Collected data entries
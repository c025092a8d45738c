// ============================================================
// Layer 6 — Pipeline Artifact Store
// ============================================================
// Saves and restores the fitted TicketPipeline with bincode.
//
// File layout (two bincode values back to back):
//
//   ┌──────────────────────┐
//   │ u32 format version   │  checked before anything else
//   ├──────────────────────┤
//   │ ArtifactEnvelope     │  crate version, creation time,
//   │                      │  TicketPipeline
//   └──────────────────────┘
//
// Reading the version first means an artifact written by an
// incompatible build fails with a clear CorruptArtifact message
// instead of a confusing decode error halfway through.
//
// Error mapping on load:
//   file absent               → NotFound
//   version mismatch / decode → CorruptArtifact
//   shape inconsistency       → CorruptArtifact

use std::fs::{self, File};
use std::io::{BufWriter, Write};
use std::path::Path;

use serde::{Deserialize, Serialize};

use crate::error::{ClassifierError, Result};
use crate::ml::pipeline::TicketPipeline;

/// Bumped whenever the serialised pipeline layout changes.
pub const ARTIFACT_FORMAT_VERSION: u32 = 1;

#[derive(Debug, Serialize, Deserialize)]
struct ArtifactEnvelope {
    crate_version: String,
    created_at:    String,
    pipeline:      TicketPipeline,
}

/// Write `pipeline` to `path`, creating parent directories.
pub fn save_model(path: &Path, pipeline: &TicketPipeline) -> Result<()> {
    if let Some(parent) = path.parent() {
        fs::create_dir_all(parent)?;
    }

    let envelope = ArtifactEnvelope {
        crate_version: env!("CARGO_PKG_VERSION").to_string(),
        created_at:    chrono::Utc::now().to_rfc3339(),
        pipeline:      pipeline.clone(),
    };

    let mut writer = BufWriter::new(File::create(path)?);
    bincode::serialize_into(&mut writer, &ARTIFACT_FORMAT_VERSION)?;
    bincode::serialize_into(&mut writer, &envelope)?;
    writer.flush()?;

    tracing::debug!("Saved pipeline artifact to '{}'", path.display());
    Ok(())
}

/// Read a pipeline written by `save_model`.
pub fn load_model(path: &Path) -> Result<TicketPipeline> {
    if !path.exists() {
        return Err(ClassifierError::not_found("model artifact", path));
    }

    // Slice decoding bounds every length prefix by the bytes left
    let bytes = fs::read(path)?;
    const HEADER_LEN: usize = std::mem::size_of::<u32>();
    if bytes.len() < HEADER_LEN {
        return Err(ClassifierError::CorruptArtifact(format!(
            "cannot read header of '{}': file has only {} bytes",
            path.display(),
            bytes.len()
        )));
    }
    let (header, body) = bytes.split_at(HEADER_LEN);

    let version: u32 = bincode::deserialize(header).map_err(|e| {
        ClassifierError::CorruptArtifact(format!(
            "cannot read header of '{}': {e}",
            path.display()
        ))
    })?;
    if version != ARTIFACT_FORMAT_VERSION {
        return Err(ClassifierError::CorruptArtifact(format!(
            "'{}' has format version {version}, this build reads version {}. \
             Re-run training.",
            path.display(),
            ARTIFACT_FORMAT_VERSION
        )));
    }

    let envelope: ArtifactEnvelope = bincode::deserialize(body).map_err(|e| {
        ClassifierError::CorruptArtifact(format!("cannot decode '{}': {e}", path.display()))
    })?;
    envelope.pipeline.validate()?;

    tracing::debug!(
        "Read artifact '{}' (built by v{} at {})",
        path.display(),
        envelope.crate_version,
        envelope.created_at
    );
    Ok(envelope.pipeline)
}

// ─── Unit Tests ───────────────────────────────────────────────────────────────
#[cfg(test)]
mod tests {
    use super::*;
    use crate::domain::traits::Predict;
    use crate::ml::pipeline::LogisticHead;
    use crate::ml::vectorizer::{TfidfConfig, TfidfVectorizer};
    use tempfile::tempdir;

    fn tiny_pipeline() -> TicketPipeline {
        let vectorizer = TfidfVectorizer::fit(
            &["factura mal", "pedido mal"],
            TfidfConfig { ngram_min: 1, ngram_max: 1, min_df: 1 },
        )
        .unwrap();
        let head = LogisticHead::new(
            vec!["billing".into(), "shipping".into()],
            3,
            vec![2.0, -2.0, 0.0, 0.0, -2.0, 2.0],
            vec![0.0, 0.0],
        )
        .unwrap();
        TicketPipeline::new(vectorizer, head).unwrap()
    }

    #[test]
    fn test_save_then_load_predicts_the_same() {
        let dir  = tempdir().unwrap();
        let path = dir.path().join("models/ticket_model.bin");
        let original = tiny_pipeline();

        save_model(&path, &original).unwrap();
        let loaded = load_model(&path).unwrap();

        assert_eq!(loaded.classes(), original.classes());
        assert_eq!(loaded.predict_label("mi pedido"), original.predict_label("mi pedido"));
    }

    #[test]
    fn test_missing_file_is_not_found() {
        let dir = tempdir().unwrap();
        let err = load_model(&dir.path().join("nope.bin")).unwrap_err();
        assert!(err.is_not_found());
    }

    #[test]
    fn test_wrong_version_is_corrupt() {
        let dir  = tempdir().unwrap();
        let path = dir.path().join("old.bin");
        fs::write(&path, bincode::serialize(&999u32).unwrap()).unwrap();

        let err = load_model(&path).unwrap_err();
        assert!(matches!(err, ClassifierError::CorruptArtifact(msg) if msg.contains("999")));
    }

    #[test]
    fn test_garbage_is_corrupt() {
        let dir  = tempdir().unwrap();
        let path = dir.path().join("garbage.bin");
        fs::write(&path, b"\x01\x00").unwrap();

        let err = load_model(&path).unwrap_err();
        assert!(matches!(err, ClassifierError::CorruptArtifact(_)));
    }

    #[test]
    fn test_oversized_length_prefix_is_corrupt() {
        let dir  = tempdir().unwrap();
        let path = dir.path().join("huge.bin");
        // Valid header, then a 1 TiB string length with nothing behind it
        let mut bytes = bincode::serialize(&ARTIFACT_FORMAT_VERSION).unwrap();
        bytes.extend_from_slice(&(1u64 << 40).to_le_bytes());
        fs::write(&path, bytes).unwrap();

        let err = load_model(&path).unwrap_err();
        assert!(matches!(err, ClassifierError::CorruptArtifact(_)));
    }
}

WHAT YOU WILL DO
What lines of the data include the word "with"? Copy each of them.

RESULT FOR THIS EXERCISE
// Saves and restores the fitted TicketPipeline with bincode.
// incompatible build fails with a clear CorruptArtifact message
        // Valid header, then a 1 TiB string length with nothing behind it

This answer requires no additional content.